NR is an optimist with lots of politics involved (pre-election: Bush baad, Obama goood. Post election: No appointment from Obama, Obama not so goood.)
As for the cartoon, it should have the gun pointed be on the tax payer, and AIG, GS, Feds and ilk with a bomb under uncle Sam. If the US defaults, international banker will move their capital to other countries for a score or more and undermine the political stability in the USA. Selling off of public property and services to payoff debt (highways, bridges, utilities, parks, etc.).
The US will look much different from the continuing crisis’ and national emergencies: War on Poverty, War on Drugs, War on Terror, War on Foreclosures = increased power for administrative seizures on its subjects (no longer citizens), erosion of US sovereignty to world govt. and banking.
“Needless to say, sardonic comments abound.”
We’ll take that as a complement.
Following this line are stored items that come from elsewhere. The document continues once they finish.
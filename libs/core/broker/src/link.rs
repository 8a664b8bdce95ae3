//! Connectivity state shared by publishers, worker loops and the reconnect supervisor.

use crate::error::TransportError;
use std::sync::Arc;
use tokio::sync::{mpsc, watch};
use tracing::warn;

#[derive(Debug, Clone, Copy, PartialEq, Eq)]
pub enum Connectivity {
    Connected,
    /// The link was lost; loops are paused and sends fail fast.
    Reconnecting,
}

impl Connectivity {
    pub fn as_str(&self) -> &'static str {
        match self {
            Connectivity::Connected => "connected",
            Connectivity::Reconnecting => "reconnecting",
        }
    }
}

pub(crate) struct Link {
    state_tx: watch::Sender<Connectivity>,
    lost_tx: mpsc::Sender<()>,
}

impl Link {
    /// Returns the link and the receiver the supervisor listens on for loss reports.
    pub(crate) fn new() -> (Arc<Self>, mpsc::Receiver<()>) {
        let (state_tx, _) = watch::channel(Connectivity::Connected);
        // One pending report is enough to trigger a reconnect.
        let (lost_tx, lost_rx) = mpsc::channel(1);
        (Arc::new(Self { state_tx, lost_tx }), lost_rx)
    }

    pub(crate) fn state(&self) -> Connectivity {
        *self.state_tx.borrow()
    }

    pub(crate) fn is_connected(&self) -> bool {
        self.state() == Connectivity::Connected
    }

    pub(crate) fn subscribe(&self) -> watch::Receiver<Connectivity> {
        self.state_tx.subscribe()
    }

    /// Mark the link down and wake the supervisor.
    pub(crate) fn report_lost(&self, error: &TransportError) {
        let previous = self.state_tx.send_replace(Connectivity::Reconnecting);
        if previous == Connectivity::Connected {
            warn!(error = %error, "Transport link lost, reconnecting");
        }
        let _ = self.lost_tx.try_send(());
    }

    pub(crate) fn mark_connected(&self) {
        self.state_tx.send_replace(Connectivity::Connected);
    }
}
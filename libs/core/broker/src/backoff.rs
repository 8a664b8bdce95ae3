use std::future::Future;
use std::time::Duration;
use tracing::{debug, warn};

/// Exponential backoff used when (re)connecting to a transport.
#[derive(Debug, Clone)]
pub struct BackoffConfig {
    /// Maximum number of retries after the first attempt. `None` retries forever.
    pub max_retries: Option<u32>,

    /// Initial delay between retries in milliseconds
    pub initial_delay_ms: u64,

    /// Maximum delay between retries in milliseconds
    pub max_delay_ms: u64,

    /// Multiplier for exponential backoff (typically 2.0)
    pub backoff_multiplier: f64,

    /// Whether to add jitter to prevent thundering herd
    pub use_jitter: bool,
}

impl BackoffConfig {
    /// Defaults: retry forever, 100ms doubling up to 5s, with jitter.
    pub fn new() -> Self {
        Self::default()
    }

    pub fn with_max_retries(mut self, max_retries: u32) -> Self {
        self.max_retries = Some(max_retries);
        self
    }

    pub fn with_initial_delay(mut self, delay_ms: u64) -> Self {
        self.initial_delay_ms = delay_ms;
        self
    }

    pub fn with_max_delay(mut self, delay_ms: u64) -> Self {
        self.max_delay_ms = delay_ms;
        self
    }

    /// Disable jitter
    pub fn without_jitter(mut self) -> Self {
        self.use_jitter = false;
        self
    }

    /// Delay before retry number `attempt` (1-based), without jitter.
    pub fn delay_for(&self, attempt: u32) -> Duration {
        let factor = self.backoff_multiplier.powi(attempt.saturating_sub(1) as i32);
        let millis = (self.initial_delay_ms as f64 * factor).min(self.max_delay_ms as f64);
        Duration::from_millis(millis as u64)
    }
}

impl Default for BackoffConfig {
    fn default() -> Self {
        Self {
            max_retries: None,
            initial_delay_ms: 100,
            max_delay_ms: 5000,
            backoff_multiplier: 2.0,
            use_jitter: true,
        }
    }
}

/// Retry an async operation with exponential backoff.
///
/// Returns the last error once `max_retries` is exhausted. Callers that need to
/// abort an unbounded retry should race this future against their shutdown signal.
///
/// ```ignore
/// let config = BackoffConfig::new().with_max_retries(5);
/// retry_with_backoff(|| async { transport.connect().await }, config).await?;
/// ```
pub async fn retry_with_backoff<F, Fut, T, E>(mut operation: F, config: BackoffConfig) -> Result<T, E>
where
    F: FnMut() -> Fut,
    Fut: Future<Output = Result<T, E>>,
    E: std::fmt::Display,
{
    let mut attempt: u32 = 0;
    let mut delay = config.initial_delay_ms;

    loop {
        match operation().await {
            Ok(result) => {
                if attempt > 0 {
                    debug!("Operation succeeded after {} retries", attempt);
                }
                return Ok(result);
            }
            Err(e) => {
                attempt = attempt.saturating_add(1);

                if config.max_retries.is_some_and(|max| attempt > max) {
                    warn!("Operation failed after {} attempts: {}", attempt, e);
                    return Err(e);
                }

                let current_delay = if config.use_jitter {
                    apply_jitter(delay)
                } else {
                    delay
                };

                debug!(
                    "Operation failed (attempt {}): {}. Retrying in {}ms...",
                    attempt, e, current_delay
                );

                tokio::time::sleep(Duration::from_millis(current_delay)).await;

                delay =
                    ((delay as f64 * config.backoff_multiplier) as u64).min(config.max_delay_ms);
            }
        }
    }
}

/// Scale a delay to a pseudo-random 50%..100% of its value.
fn apply_jitter(delay: u64) -> u64 {
    use std::collections::hash_map::RandomState;
    use std::hash::BuildHasher;

    let random_factor =
        (RandomState::new().hash_one(std::time::SystemTime::now()) % 50) as f64 / 100.0 + 0.5;

    (delay as f64 * random_factor) as u64
}

#[cfg(test)]
mod tests {
    use super::*;
    use std::sync::Arc;
    use std::sync::atomic::{AtomicU32, Ordering};

    #[tokio::test]
    async fn test_retry_success_after_failures() {
        let counter = Arc::new(AtomicU32::new(0));
        let counter_clone = counter.clone();

        let config = BackoffConfig::new().with_initial_delay(10).without_jitter();

        let result = retry_with_backoff(
            || {
                let counter = counter_clone.clone();
                async move {
                    let count = counter.fetch_add(1, Ordering::SeqCst);
                    if count < 2 {
                        Err(format!("Attempt {}", count + 1))
                    } else {
                        Ok("connected")
                    }
                }
            },
            config,
        )
        .await;

        assert_eq!(result.unwrap(), "connected");
        assert_eq!(counter.load(Ordering::SeqCst), 3);
    }

    #[tokio::test]
    async fn test_retry_max_retries_exceeded() {
        let counter = Arc::new(AtomicU32::new(0));
        let counter_clone = counter.clone();

        let config = BackoffConfig::new()
            .with_max_retries(2)
            .with_initial_delay(10)
            .without_jitter();

        let result = retry_with_backoff(
            || {
                let counter = counter_clone.clone();
                async move {
                    counter.fetch_add(1, Ordering::SeqCst);
                    Err::<(), _>("refused")
                }
            },
            config,
        )
        .await;

        assert_eq!(result.unwrap_err(), "refused");
        assert_eq!(counter.load(Ordering::SeqCst), 3);
    }

    #[test]
    fn test_delay_for_caps_at_max() {
        let config = BackoffConfig::new().with_initial_delay(100).with_max_delay(1000);
        assert_eq!(config.delay_for(1), Duration::from_millis(100));
        assert_eq!(config.delay_for(3), Duration::from_millis(400));
        assert_eq!(config.delay_for(10), Duration::from_millis(1000));
    }

    #[test]
    fn test_apply_jitter() {
        for _ in 0..10 {
            let jittered = apply_jitter(1000);
            assert!((500..=1000).contains(&jittered));
        }
    }
}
IR, they saved the best for last.
I like Shevy’s analysis. I may become a landlord before I become a homeowner.
Walter you hit the nail on the head regarding short sales— they are a waste of time for the most part.
Prudential Realty has in internal monthly sheet tabulating sale price vs. asked broken down into type of sellers –short, REO, regular and a few others. Last summer 2008, the discounts on closed contracts showed the most discount with regular sales in Irvine. Anybody know what happen now?
A short sale with multiple lenders is hard to get approval. I know of one seller that went to the wire to get approval. She had to bring money to the closing, but not the bulk of the loss.
Don’t know if you know, but the IHB was mentioned on Redfin here: http://blog.redfin.com/blog/2009/03/reos_foreclosures.html?src=alerts
Keep up the good work!
Thanks for the link. How pre-sale house inspections work for REOs is something I’ve been wondering about, and that article fills in my understanding somewhat.